Exercise description:
For this listing, report how many lines contain the string "bare", using only a number.

Material to process:
•••
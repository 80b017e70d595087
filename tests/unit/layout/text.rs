use super::*;
use crate::render::font::test_font;

fn engine() -> Option<TextLayoutEngine> {
    let Some(font) = test_font() else {
        eprintln!("skipping: no usable font on this machine");
        return None;
    };
    Some(TextLayoutEngine::new(&font).unwrap())
}

#[test]
fn wrapping_narrows_and_grows_the_box() {
    let Some(mut engine) = engine() else { return };
    let style = TextStyle::default();
    let text = "the quick brown fox jumps over the lazy dog";

    let (w1, h1) = engine.measure(text, &style, None);
    let (w2, h2) = engine.measure(text, &style, Some(w1 / 3.0));
    assert!(w1 > 0.0 && h1 > 0.0);
    assert!(w2 < w1);
    assert!(h2 > h1);
}

#[test]
fn shaped_lines_cover_the_text_in_order() {
    let Some(mut engine) = engine() else { return };
    let style = TextStyle {
        font_size: 20.0,
        ..TextStyle::default()
    };
    let text = "alpha beta gamma delta";
    let (w, _) = engine.measure("alpha beta", &style, None);
    let lines = engine.shape_lines(text, &style, w);

    assert!(lines.len() >= 2);
    let joined = lines
        .iter()
        .map(|l| l.text.as_str())
        .collect::<Vec<_>>()
        .join(" ");
    assert_eq!(joined, text);
    for pair in lines.windows(2) {
        assert!(pair[1].baseline > pair[0].baseline);
    }
    assert!(lines.iter().all(|l| l.advance <= w + 0.5));
}

#[test]
fn measurement_is_deterministic() {
    let Some(mut engine) = engine() else { return };
    let style = TextStyle::default();
    assert_eq!(
        engine.measure("Badge", &style, None),
        engine.measure("Badge", &style, None)
    );
}

#[test]
fn trailing_whitespace_does_not_widen_the_box() {
    let Some(mut engine) = engine() else { return };
    let style = TextStyle::default();
    let (bare, _) = engine.measure("Badge", &style, None);
    let (padded, _) = engine.measure("Badge    ", &style, None);
    assert_eq!(bare, padded);

    let (w, _) = engine.measure("alpha beta", &style, None);
    let lines = engine.shape_lines("alpha beta gamma", &style, w);
    assert_eq!(lines[0].text, "alpha beta");
    assert!(lines[0].advance <= w);
}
•••
Completed exercise:
2